The title of the captivating World War I documentary "They Shall Not Grow Old" comes from "For the Fallen," Laurence Binyon's poetic ode to England's "dead across the sea."
Casualties of trench warfare, countless soldiers indeed didn't grow old. Despite their sacrifices, memories of those whom Binyon called "young, straight of limb, true of eye, steady and aglow" faded, too. "The Great War" was eclipsed by the Great Depression and the Greatest Generation fighting "The Good War," as writer Studs Terkel termed World War II.
November's armistice centenary centered renewed attention on the first world war, and that focus will endure due in part to the documentary, which was directed by Peter Jackson, most noted for helming the "Lord of the Rings" trilogy. His newest film features no lords, only commoners who rallied around the Union Jack to fight in a foreign war that devolved into a deadly, yearslong slog.

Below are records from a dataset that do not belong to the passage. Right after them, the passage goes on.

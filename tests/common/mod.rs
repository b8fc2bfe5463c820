#![allow(dead_code)]

use std::sync::Arc;
use std::sync::atomic::{AtomicBool, AtomicU32, Ordering};
use std::time::Duration;
use async_trait::async_trait;

use resonance::kernel::biometrics::BiometricSnapshot;
use resonance::kernel::correlator::{BiometricGate, CorrelationRule};
use resonance::kernel::lifecycle::EventSpec;
use resonance::kernel::matcher::{Feature, MatchCandidate, PatternTemplate, Similarity};
use resonance::kernel::record::{BiometricSample, EventId, MovementSample, StreamId, TelemetryRecord, TemplateId, Vec3};
use resonance::kernel::telemetry::metrics::MetricsSnapshot;
use resonance::kernel::time::Timestamp;
use resonance::kernel::trigger::{DeliveryStatus, SoundVoice, TriggerParameters, TriggerRequest};
use resonance::outputs::audit::MemoryAuditLog;
use resonance::outputs::sink::{RecordingTriggerSink, SinkError, TriggerSink};
use resonance::services::catalog::{CatalogError, CatalogStore, PatternSource};
use resonance::{PipelineConfig, SessionController, Sinks};

pub const SPIKE_HEIGHT: f32 = 2.2;
pub const REST_HEIGHT: f32 = 1.0;

pub fn ts(ms: u64) -> Timestamp {
    Timestamp::from_millis(ms)
}

pub fn movement(event: EventId, stream: &str, ms: u64, height: f32) -> MovementSample {
    MovementSample {
        event,
        stream: StreamId::new(stream),
        at: ts(ms),
        position: Vec3::new(0.0, height, 0.0),
        velocity: Vec3::ZERO,
        acceleration: Vec3::ZERO,
        intensity: None,
    }
}

pub fn movement_record(event: EventId, stream: &str, ms: u64, height: f32) -> TelemetryRecord {
    TelemetryRecord::Movement(movement(event, stream, ms, height))
}

pub fn biometric(event: EventId, stream: &str, ms: u64, heart_rate: f32) -> BiometricSample {
    BiometricSample {
        event,
        stream: StreamId::new(stream),
        at: ts(ms),
        heart_rate: Some(heart_rate),
        gsr: None,
        temperature: None,
        energy_level: None,
        emotional_state: None,
    }
}

/// hr 150, gsr 4.0, energy 0.8: intensity 0.775 with default scaling.
pub fn excited_record(event: EventId, stream: &str, ms: u64) -> TelemetryRecord {
    TelemetryRecord::Biometric(BiometricSample {
        gsr: Some(4.0),
        energy_level: Some(0.8),
        ..biometric(event, stream, ms, 150.0)
    })
}

/// hr 70, gsr 0.5, energy 0.1: intensity well under 0.3.
pub fn calm_record(event: EventId, stream: &str, ms: u64) -> TelemetryRecord {
    TelemetryRecord::Biometric(BiometricSample {
        gsr: Some(0.5),
        energy_level: Some(0.1),
        ..biometric(event, stream, ms, 70.0)
    })
}

pub fn raise_arms() -> PatternTemplate {
    PatternTemplate::new(
        "raise-arms",
        vec![Feature::Height],
        vec![vec![1.0], vec![1.3], vec![1.6], vec![1.9], vec![2.2]],
    )
    .with_threshold(0.7)
    .with_cooldown_ms(2_000)
    .with_window(2_000, 5)
}

pub fn candidate(event: EventId, template: &str, stream: &str, confidence: f32, end_ms: u64) -> MatchCandidate {
    MatchCandidate {
        event,
        template: TemplateId::new(template),
        stream: StreamId::new(stream),
        confidence,
        window_start: ts(end_ms.saturating_sub(1_000)),
        window_end: ts(end_ms),
        threshold: 0.7,
        cooldown_ms: 2_000,
    }
}

pub fn fresh_snapshot(event: EventId, intensity: f32, at_ms: u64) -> BiometricSnapshot {
    BiometricSnapshot {
        mean_heart_rate: Some(120.0),
        intensity,
        samples: 3,
        contributors: 1,
        last_sample_at: Some(ts(at_ms)),
        ..BiometricSnapshot::empty(event)
    }
}

pub fn gated_sound_rule(template: &str, min_intensity: f32) -> CorrelationRule {
    CorrelationRule {
        template: TemplateId::new(template),
        biometric: Some(BiometricGate::min_intensity(min_intensity)),
        triggers: vec![TriggerParameters::sound(SoundVoice::Percussion)],
    }
}

/// Confidence 0.9 when the newest frame is a spike, 0.2 otherwise.
#[derive(Debug, Clone, Copy, Default)]
pub struct SpikeSimilarity;

impl Similarity for SpikeSimilarity {
    fn score(&self, observed: &[Vec<f32>], _template: &PatternTemplate) -> f32 {
        match observed.last().and_then(|row| row.first()) {
            Some(height) if *height >= 2.0 => 0.9,
            _ => 0.2,
        }
    }
}

/// No crossings, fast retries.
pub fn test_config() -> PipelineConfig {
    let mut config = PipelineConfig::default();
    config.correlation.crossing = None;
    config.dispatch.ack_timeout_ms = 100;
    config.dispatch.max_attempts = 3;
    config.dispatch.initial_backoff_ms = 10;
    config.dispatch.max_backoff_ms = 40;
    config.shutdown_grace_ms = 500;
    config
}

pub struct Harness {
    pub controller: Arc<SessionController>,
    pub sink: Arc<RecordingTriggerSink>,
    pub audit: Arc<MemoryAuditLog>,
}

pub async fn harness(config: PipelineConfig, templates: Vec<PatternTemplate>) -> Harness {
    let sink = Arc::new(RecordingTriggerSink::new());
    harness_with_sink(config, templates, sink.clone(), sink).await
}

pub async fn harness_with_sink(
    config: PipelineConfig,
    templates: Vec<PatternTemplate>,
    trigger: Arc<dyn TriggerSink>,
    sink: Arc<RecordingTriggerSink>,
) -> Harness {
    let audit = Arc::new(MemoryAuditLog::new());
    let catalog = CatalogStore::with_templates(templates).await;
    let controller = SessionController::new(config, catalog, Sinks::new(trigger, audit.clone()))
        .with_similarity(Arc::new(SpikeSimilarity));
    Harness {
        controller: Arc::new(controller),
        sink,
        audit,
    }
}

pub async fn start_event(controller: &SessionController, id: u64) -> EventId {
    let event = EventId(id);
    controller
        .schedule(EventSpec::new(event, format!("test-{}", id)))
        .await
        .expect("schedule");
    controller.activate(event).await.expect("activate");
    event
}

/// Samples every 100 ms on `stream` from `from_ms` to `to_ms` inclusive,
/// spiking at each timestamp in `spikes`.
pub async fn feed_stream(
    controller: &SessionController,
    event: EventId,
    stream: &str,
    from_ms: u64,
    to_ms: u64,
    spikes: &[u64],
) {
    let mut t = from_ms;
    while t <= to_ms {
        let height = if spikes.contains(&t) { SPIKE_HEIGHT } else { REST_HEIGHT };
        controller
            .ingest(movement_record(event, stream, t, height))
            .await
            .expect("movement accepted");
        t += 100;
    }
}

const POLL: Duration = Duration::from_millis(10);
const PATIENCE: usize = 300;

pub async fn wait_for_triggers(controller: &SessionController, event: EventId, at_least: usize) -> Vec<TriggerRequest> {
    for _ in 0..PATIENCE {
        let triggers = controller.triggers(event).await;
        if triggers.len() >= at_least {
            return triggers;
        }
        tokio::time::sleep(POLL).await;
    }
    controller.triggers(event).await
}

/// Waits until every dispatched trigger has a final delivery status.
pub async fn wait_for_settled(controller: &SessionController, event: EventId) -> Vec<TriggerRequest> {
    for _ in 0..PATIENCE {
        let triggers = controller.triggers(event).await;
        if triggers.iter().all(|t| t.status != DeliveryStatus::Pending) {
            return triggers;
        }
        tokio::time::sleep(POLL).await;
    }
    controller.triggers(event).await
}

pub async fn wait_for_metrics<F>(controller: &SessionController, event: EventId, ready: F) -> MetricsSnapshot
where
    F: Fn(&MetricsSnapshot) -> bool,
{
    for _ in 0..PATIENCE {
        if let Some(metrics) = controller.metrics(event).await {
            if ready(&metrics) {
                return metrics;
            }
        }
        tokio::time::sleep(POLL).await;
    }
    controller.metrics(event).await.unwrap_or_default()
}

/// Gives in-flight tasks a chance to produce anything unexpected.
pub async fn quiesce() {
    tokio::time::sleep(Duration::from_millis(150)).await;
}

// --- Scripted collaborators ---

/// Fails with `Unavailable` for the first `failures` calls.
#[derive(Debug)]
pub struct FlakySink {
    failures: u32,
    pub calls: AtomicU32,
}

impl FlakySink {
    pub fn new(failures: u32) -> Self {
        Self {
            failures,
            calls: AtomicU32::new(0),
        }
    }
}

#[async_trait]
impl TriggerSink for FlakySink {
    async fn deliver(&self, _request: &TriggerRequest) -> Result<(), SinkError> {
        let n = self.calls.fetch_add(1, Ordering::SeqCst);
        if n < self.failures {
            Err(SinkError::Unavailable(format!("flaky call {}", n + 1)))
        } else {
            Ok(())
        }
    }
}

/// Never answers within any sensible timeout.
#[derive(Debug, Default)]
pub struct SilentSink {
    pub calls: AtomicU32,
}

#[async_trait]
impl TriggerSink for SilentSink {
    async fn deliver(&self, _request: &TriggerRequest) -> Result<(), SinkError> {
        self.calls.fetch_add(1, Ordering::SeqCst);
        tokio::time::sleep(Duration::from_secs(60)).await;
        Ok(())
    }
}

#[derive(Debug, Default)]
pub struct RejectingSink {
    pub calls: AtomicU32,
}

#[async_trait]
impl TriggerSink for RejectingSink {
    async fn deliver(&self, _request: &TriggerRequest) -> Result<(), SinkError> {
        self.calls.fetch_add(1, Ordering::SeqCst);
        Err(SinkError::Rejected("unsupported voice".to_string()))
    }
}

/// Pattern source whose availability and latency tests can flip.
pub struct ScriptedSource {
    pub templates: Vec<PatternTemplate>,
    pub failing: AtomicBool,
    pub slow: AtomicBool,
}

impl ScriptedSource {
    pub fn new(templates: Vec<PatternTemplate>) -> Self {
        Self {
            templates,
            failing: AtomicBool::new(false),
            slow: AtomicBool::new(false),
        }
    }
}

#[async_trait]
impl PatternSource for ScriptedSource {
    async fn fetch(&self) -> Result<Vec<PatternTemplate>, CatalogError> {
        if self.slow.load(Ordering::SeqCst) {
            tokio::time::sleep(Duration::from_secs(5)).await;
        }
        if self.failing.load(Ordering::SeqCst) {
            return Err(CatalogError::Unavailable("store offline".to_string()));
        }
        Ok(self.templates.clone())
    }

    fn describe(&self) -> String {
        "scripted".to_string()
    }
}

Modern moviegoers may have seen these soldiers before, but mostly in silent, sped-up, black-and-white footage. Using transformative cinematic technologies, Jackson slowed down the film, colorized — and most profoundly humanized — the images. He also added voices of veterans, recorded by the BBC in the 1960s and 1970s, describing their wartime experience.
The process has provoked some historians to question if Jackson's version is verisimilitude, especially because some sound effects of exploding shells were added, the narration wasn't meant to directly reflect the images and other unique techniques differ from some documentaries.
But the impact is indisputable: Men, and memories, who did not grow old are newly unforgettable.
"The aesthetic of documentary realism used to represent reality in the past does not register as realism for viewers today," Carol Donelan, professor of cinema and media studies at Carleton College, said in an e-mail exchange.
"In the post-World War II era, filmgoers were used to seeing war documentaries and newsreels in the movie theaters. Black-and-white film footage and an authoritative voice-over narration came to signify 'reality.' For viewers today, however, the documentary realism of the past can be distancing, estranging, 'not real.' "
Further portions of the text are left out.